O grande objetivo da polícia militar de São Paulo era evitar que nós chegássemos à Avenida Paulista. Esse grande símbolo de São Paulo ao redor do Brasil e do mundo inteiro. Segundo o governador de SP, Geraldo Alckmin, o objetivo era garantir o ir e vir das pessoas, além de assegurar o patrimônio público e privado.

Agora eu vou te contar porque esse argumento soa como piada; e, vou dizer: uma piada muito sangrenta. Primeira coisa; a polícia fechou a Paulista para evitar que os manifestantes fechassem a Paulista. Faz sentido para vocês?
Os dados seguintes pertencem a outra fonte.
//! Function descriptors and the handler seam.

use std::fmt;
use std::sync::Arc;

use async_trait::async_trait;
use chrono::{DateTime, Utc};
use fnhost_types::{BindingDecl, DataShape, HttpRequest, HttpResponse, Payload, RetryPolicy, TriggerBinding};
use indexmap::IndexMap;

use crate::context::InvocationContext;
use crate::error::HandlerError;

/// Default name of the trigger binding when a descriptor does not set one.
pub const DEFAULT_TRIGGER_NAME: &str = "trigger";

/// A function body.
///
/// Implementations read bound arguments, optionally stage output values, and return
/// an optional HTTP response. Staged outputs are committed only if the call succeeds.
#[async_trait]
pub trait FunctionHandler: Send + Sync {
    async fn invoke(
        &self,
        args: &InvocationArgs,
        outputs: &mut OutputSinks,
        context: &InvocationContext,
    ) -> Result<HandlerOutput, HandlerError>;
}

struct FnHandler<F>(F);

#[async_trait]
impl<F> FunctionHandler for FnHandler<F>
where
    F: Fn(&InvocationArgs, &mut OutputSinks, &InvocationContext) -> Result<HandlerOutput, HandlerError> + Send + Sync,
{
    async fn invoke(
        &self,
        args: &InvocationArgs,
        outputs: &mut OutputSinks,
        context: &InvocationContext,
    ) -> Result<HandlerOutput, HandlerError> {
        (self.0)(args, outputs, context)
    }
}

/// Wrap a synchronous closure as a [`FunctionHandler`].
pub fn handler_fn<F>(function: F) -> Arc<dyn FunctionHandler>
where
    F: Fn(&InvocationArgs, &mut OutputSinks, &InvocationContext) -> Result<HandlerOutput, HandlerError> + Send + Sync + 'static,
{
    Arc::new(FnHandler(function))
}

/// What a handler hands back.
#[derive(Debug, Clone, PartialEq, Eq, Default)]
pub struct HandlerOutput {
    pub response: Option<HttpResponse>,
}

impl HandlerOutput {
    pub fn none() -> Self {
        Self::default()
    }

    pub fn http(response: HttpResponse) -> Self {
        Self { response: Some(response) }
    }
}

impl From<HttpResponse> for HandlerOutput {
    fn from(response: HttpResponse) -> Self {
        HandlerOutput::http(response)
    }
}

/// Bound arguments for one attempt.
#[derive(Debug, Clone)]
pub struct InvocationArgs {
    pub trigger_name: String,
    pub trigger: Payload,
    pub inputs: IndexMap<String, Payload>,
    pub route_params: IndexMap<String, String>,
    pub timestamp: DateTime<Utc>,
}

impl InvocationArgs {
    /// Look up a bound value by binding name, including the trigger binding.
    pub fn get(&self, name: &str) -> Option<&Payload> {
        if name == self.trigger_name {
            Some(&self.trigger)
        } else {
            self.inputs.get(name)
        }
    }

    pub fn input(&self, name: &str) -> Option<&Payload> {
        self.inputs.get(name)
    }

    pub fn route_param(&self, name: &str) -> Option<&str> {
        self.route_params.get(name).map(String::as_str)
    }

    /// The triggering request for HTTP functions.
    pub fn http_request(&self) -> Option<&HttpRequest> {
        self.trigger.as_http()
    }
}

/// Deferred write target for one output binding.
#[derive(Debug, Clone, PartialEq)]
pub struct OutputSink {
    pub name: String,
    pub path: String,
    pub shape: DataShape,
    value: Option<Payload>,
}

impl OutputSink {
    pub fn new(name: impl Into<String>, path: impl Into<String>, shape: DataShape) -> Self {
        Self {
            name: name.into(),
            path: path.into(),
            shape,
            value: None,
        }
    }

    pub fn value(&self) -> Option<&Payload> {
        self.value.as_ref()
    }

    pub fn is_set(&self) -> bool {
        self.value.is_some()
    }
}

/// Output sinks for one attempt, keyed by binding name.
#[derive(Debug, Clone, Default, PartialEq)]
pub struct OutputSinks {
    sinks: IndexMap<String, OutputSink>,
}

impl OutputSinks {
    pub fn new() -> Self {
        Self::default()
    }

    pub(crate) fn insert(&mut self, sink: OutputSink) {
        self.sinks.insert(sink.name.clone(), sink);
    }

    /// Stage `value` for the named output, converting it to the binding's shape.
    pub fn set(&mut self, name: &str, value: Payload) -> Result<(), HandlerError> {
        let sink = self
            .sinks
            .get_mut(name)
            .ok_or_else(|| HandlerError::permanent(format!("no output binding named '{name}'")))?;
        let shaped = value
            .coerce(sink.shape)
            .map_err(|error| HandlerError::permanent(format!("output '{name}': {error}")))?;
        sink.value = Some(shaped);
        Ok(())
    }

    pub fn get(&self, name: &str) -> Option<&OutputSink> {
        self.sinks.get(name)
    }

    pub fn iter(&self) -> impl Iterator<Item = &OutputSink> {
        self.sinks.values()
    }

    pub fn len(&self) -> usize {
        self.sinks.len()
    }

    pub fn is_empty(&self) -> bool {
        self.sinks.is_empty()
    }
}

/// A function and everything the host needs to trigger it.
#[derive(Clone)]
pub struct FunctionDescriptor {
    name: String,
    trigger_name: String,
    trigger: TriggerBinding,
    input_bindings: Vec<BindingDecl>,
    output_bindings: Vec<BindingDecl>,
    retry_policy: Option<RetryPolicy>,
    handler: Arc<dyn FunctionHandler>,
}

impl FunctionDescriptor {
    pub fn new(name: impl Into<String>, trigger: TriggerBinding, handler: Arc<dyn FunctionHandler>) -> Self {
        Self {
            name: name.into(),
            trigger_name: DEFAULT_TRIGGER_NAME.to_string(),
            trigger,
            input_bindings: Vec::new(),
            output_bindings: Vec::new(),
            retry_policy: None,
            handler,
        }
    }

    /// Name under which the trigger payload is exposed to the handler.
    pub fn with_trigger_name(mut self, trigger_name: impl Into<String>) -> Self {
        self.trigger_name = trigger_name.into();
        self
    }

    pub fn with_input(mut self, binding: BindingDecl) -> Self {
        self.input_bindings.push(binding);
        self
    }

    pub fn with_output(mut self, binding: BindingDecl) -> Self {
        self.output_bindings.push(binding);
        self
    }

    pub fn with_retry(mut self, policy: RetryPolicy) -> Self {
        self.retry_policy = Some(policy);
        self
    }

    pub fn name(&self) -> &str {
        &self.name
    }

    pub fn trigger_name(&self) -> &str {
        &self.trigger_name
    }

    pub fn trigger(&self) -> &TriggerBinding {
        &self.trigger
    }

    pub fn input_bindings(&self) -> &[BindingDecl] {
        &self.input_bindings
    }

    pub fn output_bindings(&self) -> &[BindingDecl] {
        &self.output_bindings
    }

    pub fn retry_policy(&self) -> Option<&RetryPolicy> {
        self.retry_policy.as_ref()
    }

    pub fn handler(&self) -> &Arc<dyn FunctionHandler> {
        &self.handler
    }
}

impl fmt::Debug for FunctionDescriptor {
    fn fmt(&self, f: &mut fmt::Formatter<'_>) -> fmt::Result {
        f.debug_struct("FunctionDescriptor")
            .field("name", &self.name)
            .field("trigger_name", &self.trigger_name)
            .field("trigger", &self.trigger)
            .field("input_bindings", &self.input_bindings)
            .field("output_bindings", &self.output_bindings)
            .field("retry_policy", &self.retry_policy)
            .finish_non_exhaustive()
    }
}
Segunda coisa; é um absurdo usar de argumento a proteção de qualquer tipo de patrimônio quando não se está NEM AÍ para as pessoas. A polícia não revidou ataques de manifestantes. Repito: A polícia militar do estado de São Paulo não revidou ataque algum. ELES ATACARAM.

Com um forte esquema, contando com o helicóptero Águia para apontar os caminhos que o protesto tomava, eles iniciaram o lançamento de bombas e balas de borracha quando perceberam que já estávamos próximos demais da Paulista. Ficamos acuados em um posto de gasolina enquanto alguns mais corajosos tentavam revidar exibindo flores aos policiais. Que agressivo esse povo com flores na mão, né?

Essa foi a hora que todos iniciamos o grito ‘Sem violência’. Não fomos atendidos. Enquanto balas de borracha voavam para todos os lados e os olhos ardiam ao sentir pela primeira vez a força do gás, alguns muitos corriam e os gritos vinham de todas as partes. A maioria pedia calma, assim evitaríamos pisoteamentos.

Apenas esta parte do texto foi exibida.